## INSTRUCTIONS TO FOLLOW
Report how many lines below contain the word "tracing". Give only the number.

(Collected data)
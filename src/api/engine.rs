use tracing::debug;

use crate::core::Viewport;
use crate::database::{EntryLookup, NameDatabase};
use crate::error::SurferResult;
use crate::render::{RenderFrame, Renderer};

use super::{ChartModel, NameSurferConfig, build_render_frame};

#[cfg(feature = "cairo-backend")]
use crate::render::CairoContextRenderer;

/// Main orchestration facade consumed by host applications.
///
/// `NameSurferEngine` owns the chart model, resolves submitted names through
/// its lookup, and pushes a freshly built frame to the renderer after every
/// mutation and every resize. All calls run on the host's event thread.
pub struct NameSurferEngine<R: Renderer, L: EntryLookup = NameDatabase> {
    pub(super) renderer: R,
    pub(super) lookup: L,
    pub(super) model: ChartModel,
    pub(super) viewport: Viewport,
    pub(super) config: NameSurferConfig,
}

impl<R: Renderer, L: EntryLookup> NameSurferEngine<R, L> {
    /// Creates an engine with an empty chart. Nothing is rendered yet.
    pub fn new(renderer: R, lookup: L, config: NameSurferConfig) -> SurferResult<Self> {
        let config = config.validate()?;
        debug!(
            width = config.viewport.width,
            height = config.viewport.height,
            "created name surfer engine"
        );
        Ok(Self {
            renderer,
            lookup,
            model: ChartModel::new(),
            viewport: config.viewport,
            config,
        })
    }

    #[must_use]
    pub fn model(&self) -> &ChartModel {
        &self.model
    }

    #[must_use]
    pub fn viewport(&self) -> Viewport {
        self.viewport
    }

    #[must_use]
    pub fn config(&self) -> &NameSurferConfig {
        &self.config
    }

    /// Replaces styling and layout settings, keeping the current viewport.
    pub fn set_config(&mut self, config: NameSurferConfig) -> SurferResult<()> {
        let config = NameSurferConfig {
            viewport: self.viewport,
            ..config
        }
        .validate()?;
        self.config = config;
        self.render()
    }

    #[must_use]
    pub fn lookup(&self) -> &L {
        &self.lookup
    }

    #[must_use]
    pub fn renderer(&self) -> &R {
        &self.renderer
    }

    pub fn build_render_frame(&self) -> SurferResult<RenderFrame> {
        build_render_frame(&self.model, self.viewport, &self.config)
    }

    /// Rebuilds the whole frame and hands it to the renderer.
    pub fn render(&mut self) -> SurferResult<()> {
        let frame = self.build_render_frame()?;
        self.renderer.render(&frame)
    }

    /// Renders the frame into an external cairo context.
    ///
    /// This path is used by GTK draw callbacks while keeping the renderer
    /// implementation decoupled from GTK-specific APIs.
    #[cfg(feature = "cairo-backend")]
    pub fn render_on_cairo_context(&mut self, context: &cairo::Context) -> SurferResult<()>
    where
        R: CairoContextRenderer,
    {
        let frame = self.build_render_frame()?;
        self.renderer.render_on_cairo_context(context, &frame)
    }

    #[must_use]
    pub fn into_renderer(self) -> R {
        self.renderer
    }
}
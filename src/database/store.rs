use std::collections::HashMap;
use std::fs::File;
use std::io::{BufRead, BufReader};
use std::path::Path;

use tracing::{debug, warn};

use crate::core::NameEntry;
use crate::error::{SurferError, SurferResult};

use super::lookup::{EntryLookup, normalize_name};

/// In-memory name database keyed by lowercase name.
///
/// Built once from a line-oriented file and read-only afterwards.
#[derive(Debug, Clone, Default)]
pub struct NameDatabase {
    entries: HashMap<String, NameEntry>,
}

impl NameDatabase {
    /// Reads and parses the database file at `path`.
    ///
    /// Any I/O failure or malformed record aborts the load.
    pub fn load(path: impl AsRef<Path>) -> SurferResult<Self> {
        let path = path.as_ref();
        let file = File::open(path).map_err(|source| SurferError::Io {
            path: path.to_path_buf(),
            source,
        })?;

        let database = Self::read_lines(BufReader::new(file), |source| SurferError::Io {
            path: path.to_path_buf(),
            source,
        })?;
        debug!(
            path = %path.display(),
            entries = database.len(),
            "loaded name database"
        );
        Ok(database)
    }

    /// Parses records from any buffered reader.
    pub fn from_reader(reader: impl BufRead) -> SurferResult<Self> {
        Self::read_lines(reader, |source| SurferError::Io {
            path: "<reader>".into(),
            source,
        })
    }

    pub fn parse_str(input: &str) -> SurferResult<Self> {
        Self::from_reader(input.as_bytes())
    }

    fn read_lines(
        reader: impl BufRead,
        map_io: impl Fn(std::io::Error) -> SurferError,
    ) -> SurferResult<Self> {
        let mut entries = HashMap::new();
        for (index, line) in reader.lines().enumerate() {
            let line = line.map_err(&map_io)?;
            if line.trim().is_empty() {
                continue;
            }

            let line_number = index + 1;
            let entry = NameEntry::parse_line(&line, line_number)?;
            if let Some(previous) = entries.insert(normalize_name(entry.name()), entry) {
                warn!(
                    line_number,
                    name = previous.name(),
                    "duplicate name record, keeping the later line"
                );
            }
        }
        Ok(Self { entries })
    }

    #[must_use]
    pub fn len(&self) -> usize {
        self.entries.len()
    }

    #[must_use]
    pub fn is_empty(&self) -> bool {
        self.entries.is_empty()
    }

    /// Original-case names of every record, in no particular order.
    pub fn names(&self) -> impl Iterator<Item = &str> {
        self.entries.values().map(NameEntry::name)
    }
}

impl EntryLookup for NameDatabase {
    fn find_entry(&self, name: &str) -> Option<&NameEntry> {
        self.entries.get(&normalize_name(name))
    }
}

impl FromIterator<NameEntry> for NameDatabase {
    fn from_iter<I: IntoIterator<Item = NameEntry>>(iter: I) -> Self {
        let entries = iter
            .into_iter()
            .map(|entry| (normalize_name(entry.name()), entry))
            .collect();
        Self { entries }
    }
}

## RESULT BELOW
2